A primeira ação foi convidar os participantes do seminário a
escrever em uma parede sua ascendência, com o intuito de mostrar que a migração
também é um elemento presente nas histórias pessoais. “Filha de português”,
“neto de italianos”, “bisnetos de sírios”, foram algumas das frases que
preencheram o espaço. A próxima ação será uma campanha em shoppings da capital
paulista. Em uma página no Facebook serão divulgadas fotos de pessoas que
aderiram à campanha, segurando uma placa escrito “bem-vindos refugiados”.
“Há um interesse econômico. Aqui no Brasil, por exemplo,
todo mundo sabe onde estão os bolivianos explorados, mas eles suprem uma cadeia
de mão de obra interna nossa, ganhando centavos pelas peças que fazem,
trabalhando em situações insalubres e desumanas, e não se faz nada porque eles
suprem uma demanda”, diz Haydu.
O Brasil tem hoje 8.400 mil pessoas refugiadas de 81 países,
de acordo com o último levantamento do Comitê Nacional para os Refugiados. A
maioria deles é da Síria (23%), seguida por Colômbia, Angola e República
Democrática do Congo. O número de solicitação de refúgios ao governo brasileiro
aumentou 22 vezes entre 2010 e 2014, de 1.165 para 25.996, de acordo dados do
Ministério da Justiça, divulgados em junho. O país recebeu mais pedidos de
refúgio do que a Austrália e quase a mesma quantidade do Canadá, sendo o mais
solicitado da América Latina.
Atualmente, a legislação vigente para regular as migrações é
o Estatuto do Estrangeiro, de 1980. No entanto, em 2013, o Senado aprovou um
novo projeto de lei para regular as migrações, o PLS 288/13, que agora está na
Câmara Federal, como PL 2516/15. A expectativa do relator na Comissão Especial
onde o projeto tramita, deputado Orlando Silva (PCdoB-SP) é que ele seja votado
até o final do ano.
“É o momento em que chegam muitos migrantes e também é o
momento em que muitas manifestações negativas começam a aparecer. Nesse estágio
ainda é possível contrapor esse comportamento por meio de uma legislação que de
um tratamento mais adequado ao tema”, defende a coordenadora Adjunta da
Coordenação de Políticas para Migrantes da Secretaria Municipal de Direitos
Humanos e Cidadania de São Paulo, Camila Baraldi.
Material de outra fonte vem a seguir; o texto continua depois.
//! Pure connection state management for the session layer.
//!
//! Contains the connection state machine vocabulary, the retry policy and
//! broker option construction. No I/O happens here.

use crate::error::SessionError;
use rumqttc::v5::MqttOptions;
use rumqttc::Transport as RumqttcTransport;
use std::time::Duration;
use url::Url;

/// Connection state for the managed session.
///
/// Exactly one instance exists, owned by the connection controller; every
/// transition goes through it. There is deliberately no distinct
/// "reconnecting" variant: because retries never cap, re-dialing after a
/// drop is just `Connecting` again.
#[derive(Debug, Clone, Copy, PartialEq, Eq)]
pub enum ConnectionState {
    /// No session and no connect loop running
    Disconnected,
    /// Connect loop running, no live connection yet
    Connecting,
    /// Live connection established and ready for operations
    Connected,
}

impl ConnectionState {
    /// Whether publishing is allowed in this state.
    pub fn can_publish(self) -> bool {
        matches!(self, ConnectionState::Connected)
    }

    /// Whether subscription changes are allowed in this state.
    pub fn can_subscribe(self) -> bool {
        matches!(self, ConnectionState::Connected)
    }
}

/// Retry policy for the connect loop: a single fixed interval.
///
/// Failed connect attempts are retried forever at this interval; the only
/// escape hatches are an explicit disconnect request or process exit.
#[derive(Debug, Clone)]
pub struct RetryPolicy {
    /// Delay between failed connect attempts, in milliseconds
    pub interval_ms: u64,
}

impl Default for RetryPolicy {
    fn default() -> Self {
        Self {
            interval_ms: 10_000,
        }
    }
}

impl RetryPolicy {
    pub fn new(interval_ms: u64) -> Self {
        Self { interval_ms }
    }

    pub fn interval(&self) -> Duration {
        Duration::from_millis(self.interval_ms)
    }
}

/// Build rumqttc options from the broker locator and client identity.
///
/// Deeper validation of the locator is left to the transport; this only
/// needs a parseable URL with a host.
pub fn configure_mqtt_options(
    broker_url: &str,
    client_id: &str,
) -> Result<MqttOptions, SessionError> {
    let url = Url::parse(broker_url)
        .map_err(|_| SessionError::InvalidBrokerUrl(broker_url.to_string()))?;

    let host = url
        .host_str()
        .ok_or_else(|| SessionError::InvalidBrokerUrl(broker_url.to_string()))?;
    let port = url
        .port()
        .unwrap_or(if url.scheme() == "mqtts" { 8883 } else { 1883 });

    let mut options = MqttOptions::new(client_id, host, port);

    // TLS for mqtts:// URLs
    if url.scheme() == "mqtts" {
        options.set_transport(RumqttcTransport::tls_with_default_config());
    }

    options.set_keep_alive(Duration::from_secs(60));

    Ok(options)
}

#[cfg(test)]
mod tests {
    use super::*;

    #[test]
    fn test_connection_state_guards() {
        assert!(ConnectionState::Connected.can_publish());
        assert!(ConnectionState::Connected.can_subscribe());

        for state in [ConnectionState::Disconnected, ConnectionState::Connecting] {
            assert!(!state.can_publish());
            assert!(!state.can_subscribe());
        }
    }

    #[test]
    fn test_retry_policy_default_interval() {
        let policy = RetryPolicy::default();
        assert_eq!(policy.interval_ms, 10_000);
        assert_eq!(policy.interval(), Duration::from_secs(10));
    }

    #[test]
    fn test_configure_mqtt_options() {
        let options = configure_mqtt_options("mqtt://localhost:1883", "dev-1");
        assert!(options.is_ok());
    }

    #[test]
    fn test_configure_mqtt_options_default_port() {
        // Plain mqtt defaults to 1883, mqtts to 8883
        assert!(configure_mqtt_options("mqtt://broker.local", "dev-1").is_ok());
        assert!(configure_mqtt_options("mqtts://broker.local", "dev-1").is_ok());
    }

    #[test]
    fn test_invalid_broker_url() {
        let result = configure_mqtt_options("not a url", "dev-1");
        assert!(matches!(result, Err(SessionError::InvalidBrokerUrl(_))));
    }

    #[test]
    fn test_broker_url_without_host() {
        let result = configure_mqtt_options("mqtt:///nohost", "dev-1");
        assert!(matches!(result, Err(SessionError::InvalidBrokerUrl(_))));
    }
}
//! Managed session wrapper around an MQTT publish/subscribe connection.
//!
//! # Overview
//!
//! This crate maintains a single outbound broker connection behind a small
//! operation surface:
//!
//! - a connection lifecycle state machine (Disconnected → Connecting →
//!   Connected) with a retry-forever connect loop, stoppable only by an
//!   explicit disconnect
//! - a topic registry holding the intended subscription set, replayed
//!   against every fresh connection so broker-side subscriptions converge
//!   after reconnects
//! - a guarded, fire-and-forget publish that never raises to the caller
//! - an injected inbound dispatcher re-attached on every reconnect
//!
//! # Quick Start
//!
//! ```no_run
//! use mqtt_session::{MqttSession, RetryPolicy};
//!
//! # async fn run() {
//! let session = MqttSession::with_options(
//!     "mqtt://broker:1883",
//!     "dev-1",
//!     vec!["devices/+/telemetry".to_string()],
//!     RetryPolicy::default(),
//! );
//!
//! // Blocks until the broker accepts (or disconnect() is called elsewhere)
//! session.connect().await;
//!
//! session.publish("devices/dev-1/telemetry", br#"{"ok":true}"#).await;
//! session.disconnect().await;
//! # }
//! ```

pub mod config;
pub mod error;
pub mod observability;
pub mod session;
pub mod testing;

pub use config::{ConfigError, SessionConfig};
pub use error::{SessionError, SessionResult};
pub use session::{
    ConnectionState, InboundDispatcher, MqttSession, RetryPolicy, TopicRegistry,
};
#[cfg(test)]
mod tests {
    use super::*;
    use rumqttc::v5::mqttbytes::v5::{ConnAck, ConnectReturnCode, Packet};
    use rumqttc::v5::Event;
    use std::sync::atomic::{AtomicBool, Ordering};

    fn test_controller(retry_interval_ms: u64) -> ConnectionController {
        ConnectionController::new(
            "mqtt://127.0.0.1:1".to_string(),
            "test-controller".to_string(),
            RetryPolicy::new(retry_interval_ms),
            Arc::new(TopicRegistry::new()),
            Arc::new(DispatcherSlot::new()),
        )
    }

    #[tokio::test]
    async fn test_initial_state_is_disconnected() {
        let controller = test_controller(100);
        assert_eq!(controller.state(), ConnectionState::Disconnected);
        assert!(!controller.is_connected());
        assert!(controller.client().await.is_none());
    }

    #[tokio::test]
    async fn test_disconnect_without_connect_is_noop() {
        let controller = test_controller(100);
        controller.disconnect().await;
        controller.disconnect().await;
        assert_eq!(controller.state(), ConnectionState::Disconnected);
    }

    #[tokio::test]
    async fn test_link_slot_transitions() {
        let slot = LinkSlot::new();
        assert_eq!(slot.state(), ConnectionState::Disconnected);

        slot.set_dialing().await;
        assert_eq!(slot.state(), ConnectionState::Connecting);
        assert!(slot.client().await.is_none());

        let (client, _event_loop) =
            AsyncClient::new(configure_mqtt_options("mqtt://localhost:1883", "t").unwrap(), 10);
        slot.set_up(client).await;
        assert_eq!(slot.state(), ConnectionState::Connected);
        assert!(slot.client().await.is_some());

        slot.set_down().await;
        assert_eq!(slot.state(), ConnectionState::Disconnected);
        assert!(slot.client().await.is_none());
    }

    #[tokio::test]
    async fn test_link_slot_watch_observes_transitions() {
        let slot = LinkSlot::new();
        let mut rx = slot.watch();

        slot.set_dialing().await;
        rx.changed().await.unwrap();
        assert_eq!(*rx.borrow(), ConnectionState::Connecting);

        slot.set_down().await;
        rx.changed().await.unwrap();
        assert_eq!(*rx.borrow(), ConnectionState::Disconnected);
    }

    #[tokio::test]
    async fn test_interruptible_sleep_completes() {
        let (_tx, rx) = watch::channel(false);
        let completed =
            ConnectionController::interruptible_sleep(rx, Duration::from_millis(10)).await;
        assert!(completed, "sleep should complete without interruption");
    }

    #[tokio::test]
    async fn test_interruptible_sleep_interrupted() {
        let (tx, rx) = watch::channel(false);

        tokio::spawn(async move {
            tokio::time::sleep(Duration::from_millis(5)).await;
            let _ = tx.send(true);
        });

        let completed =
            ConnectionController::interruptible_sleep(rx, Duration::from_secs(60)).await;
        assert!(!completed, "sleep should be interrupted by disconnect");
    }

    #[tokio::test]
    async fn test_connect_retries_until_disconnect() {
        // Port 1 refuses connections, so the supervisor keeps retrying
        let controller = Arc::new(test_controller(50));

        let connecting = {
            let controller = controller.clone();
            tokio::spawn(async move { controller.connect().await })
        };

        tokio::time::sleep(Duration::from_millis(200)).await;
        assert!(!controller.is_connected());
        assert_eq!(controller.state(), ConnectionState::Connecting);
        assert!(!connecting.is_finished(), "connect() must block while retrying");

        controller.disconnect().await;
        tokio::time::timeout(Duration::from_secs(2), connecting)
            .await
            .expect("connect() must return after disconnect")
            .unwrap();
        assert_eq!(controller.state(), ConnectionState::Disconnected);
    }

    #[tokio::test]
    async fn test_connack_marks_link_up_and_attaches_handle() {
        let registry = Arc::new(TopicRegistry::seeded(vec![
            "shelf/+/battery".to_string(),
            "shelf/+/status".to_string(),
        ]));
        let link = Arc::new(LinkSlot::new());
        let dispatcher = DispatcherSlot::new();
        // The request channel works without a broker, so the replayed
        // subscriptions queue on it instead of erroring
        let (client, _event_loop) =
            AsyncClient::new(configure_mqtt_options("mqtt://localhost:1883", "t").unwrap(), 10);

        let connack = Event::Incoming(Packet::ConnAck(ConnAck {
            session_present: false,
            code: ConnectReturnCode::Success,
            properties: None,
        }));

        link.set_dialing().await;
        ConnectionController::handle_event(&connack, &client, &link, &registry, &dispatcher).await;

        assert_eq!(link.state(), ConnectionState::Connected);
        assert!(link.client().await.is_some());
    }

    #[tokio::test]
    async fn test_replay_issues_one_subscribe_per_registered_topic() {
        let registry = TopicRegistry::seeded(vec![
            "shelf/+/status".to_string(),
            "shelf/+/battery".to_string(),
            "shelf/+/status".to_string(), // duplicate collapses in the registry
        ]);
        let (client, _event_loop) =
            AsyncClient::new(configure_mqtt_options("mqtt://localhost:1883", "t").unwrap(), 10);

        let replayed = ConnectionController::replay_subscriptions(&client, &registry).await;
        assert_eq!(replayed, 2);

        // A later reconnect replays the unchanged registry in full again
        let replayed_again = ConnectionController::replay_subscriptions(&client, &registry).await;
        assert_eq!(replayed_again, 2);
    }

    #[tokio::test]
    async fn test_replay_with_empty_registry_issues_nothing() {
        let registry = TopicRegistry::new();
        let (client, _event_loop) =
            AsyncClient::new(configure_mqtt_options("mqtt://localhost:1883", "t").unwrap(), 10);

        assert_eq!(
            ConnectionController::replay_subscriptions(&client, &registry).await,
            0
        );
    }

    #[tokio::test]
    async fn test_disconnect_aborts_supervisor_that_ignores_shutdown() {
        let controller = test_controller(50);
        let reached_exit = Arc::new(AtomicBool::new(false));

        // Stand-in supervisor that ignores the shutdown flag for longer
        // than the disconnect grace period but would finish soon after it
        let stuck = {
            let reached_exit = reached_exit.clone();
            tokio::spawn(async move {
                tokio::time::sleep(Duration::from_millis(2500)).await;
                reached_exit.store(true, Ordering::SeqCst);
            })
        };
        let (shutdown_tx, _shutdown_rx) = watch::channel(false);
        {
            let mut supervisor = controller.supervisor.lock().await;
            supervisor.handle = Some(stuck);
            supervisor.shutdown_tx = Some(shutdown_tx);
        }

        controller.disconnect().await;

        // Well past the task's own finish line: had disconnect merely
        // dropped the handle, the detached task would have completed by now
        tokio::time::sleep(Duration::from_millis(1000)).await;
        assert!(
            !reached_exit.load(Ordering::SeqCst),
            "a supervisor outliving the disconnect grace period must be aborted, not detached"
        );
    }

    #[tokio::test]
    async fn test_second_connect_while_loop_running_is_rejected() {
        let controller = Arc::new(test_controller(50));

        let first = {
            let controller = controller.clone();
            tokio::spawn(async move { controller.connect().await })
        };
        tokio::time::sleep(Duration::from_millis(100)).await;

        // Returns immediately without spawning a second supervisor
        tokio::time::timeout(Duration::from_millis(500), controller.connect())
            .await
            .expect("re-entrant connect() must not block");

        controller.disconnect().await;
        let _ = tokio::time::timeout(Duration::from_secs(2), first).await;
    }
}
Durante o evento, Camila avaliou que o projeto trás avanços,
principalmente ao facilitar a emissão de documentos e garantir acesso aos
programas sociais ao imigrantes, porém ainda preserva mecanismos considerados
“contraditórios”, como a deportação e a extradição. “É uma falha básica do
projeto. Se pode questionar a existência desses recursos já que se trata de uma
legislação que se propõe a reconhecer as migrações e os direitos humanos dos
migrantes”, disse. “É preciso garantir que essa temática seja incluída na
formulação de políticas públicas e que as responsabilidades sejam distribuídas
dentro do governo. Quem vai fazer a acolhida humanitária? Quem vai fazer a
inclusão laboral? Quem vai garantir o acesso à moradia?”